:: Task item ::
Print the records below exactly as they appear.

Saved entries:
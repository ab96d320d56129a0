//! Error types for examdesk

use thiserror::Error;

/// Result type alias using ExamDeskError
pub type Result<T> = std::result::Result<T, ExamDeskError>;

/// Error type alias for convenience
pub type Error = ExamDeskError;

/// Exit codes for CLI
pub mod exit_codes {
    pub const SUCCESS: i32 = 0;
    pub const GENERAL_ERROR: i32 = 1;
    pub const NOT_FOUND: i32 = 2;
    pub const INVALID_INPUT: i32 = 3;
}

/// Main error type for examdesk
#[derive(Debug, Error)]
pub enum ExamDeskError {
    #[error("IO error: {0}")]
    Io(#[from] std::io::Error),

    #[error("No API credentials configured")]
    NotConfigured,

    #[error("All API credentials failed after {attempts} attempt(s): {last_error}")]
    AllCredentialsExhausted { attempts: usize, last_error: String },

    #[error("Credential not found at index {0}")]
    CredentialNotFound(usize),

    #[error("Document not found at position {0}")]
    DocumentNotFound(usize),

    #[error("Serialization error: {0}")]
    Serialization(#[from] serde_json::Error),

    #[error("YAML error: {0}")]
    Yaml(#[from] serde_yaml::Error),

    #[error("HTTP error: {0}")]
    Http(#[from] reqwest::Error),

    #[error("Invalid input: {0}")]
    InvalidInput(String),

    #[error("{0}")]
    Other(#[from] anyhow::Error),
}

impl ExamDeskError {
    /// Get the exit code for this error
    pub fn exit_code(&self) -> i32 {
        match self {
            Self::CredentialNotFound(_) | Self::DocumentNotFound(_) => exit_codes::NOT_FOUND,
            Self::NotConfigured | Self::InvalidInput(_) => exit_codes::INVALID_INPUT,
            _ => exit_codes::GENERAL_ERROR,
        }
    }
}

:: Problem solution ::
repository ab96d320d56129a0
//! Error types for examdesk

use thiserror::Error;

/// Result type alias using ExamDeskError
pub type Result<T> = std::result::Result<T, ExamDeskError>;

/// Error type alias for convenience
pub type Error = ExamDeskError;

/// Exit codes for CLI
pub mod exit_codes {
    pub const SUCCESS: i32 = 0;
    pub const GENERAL_ERROR: i32 = 1;
    pub const NOT_FOUND: i32 = 2;
    pub const INVALID_INPUT: i32 = 3;
}

/// Main error type for examdesk
#[derive(Debug, Error)]
pub enum ExamDeskError {
    #[error("IO error: {0}")]
    Io(#[from] std::io::Error),

    #[error("No API credentials configured")]
    NotConfigured,

    #[error("All API credentials failed after {attempts} attempt(s): {last_error}")]
    AllCredentialsExhausted { attempts: usize, last_error: String },

    #[error("Credential not found at index {0}")]
    CredentialNotFound(usize),

    #[error("Document not found at position {0}")]
    DocumentNotFound(usize),

    #[error("Serialization error: {0}")]
    Serialization(#[from] serde_json::Error),

    #[error("YAML error: {0}")]
    Yaml(#[from] serde_yaml::Error),

    #[error("HTTP error: {0}")]
    Http(#[from] reqwest::Error),

    #[error("Invalid input: {0}")]
    InvalidInput(String),

    #[error("{0}")]
    Other(#[from] anyhow::Error),
}

impl ExamDeskError {
    /// Get the exit code for this error
    pub fn exit_code(&self) -> i32 {
        match self {
            Self::CredentialNotFound(_) | Self::DocumentNotFound(_) => exit_codes::NOT_FOUND,
            Self::NotConfigured | Self::InvalidInput(_) => exit_codes::INVALID_INPUT,
            _ => exit_codes::GENERAL_ERROR,
        }
    }
}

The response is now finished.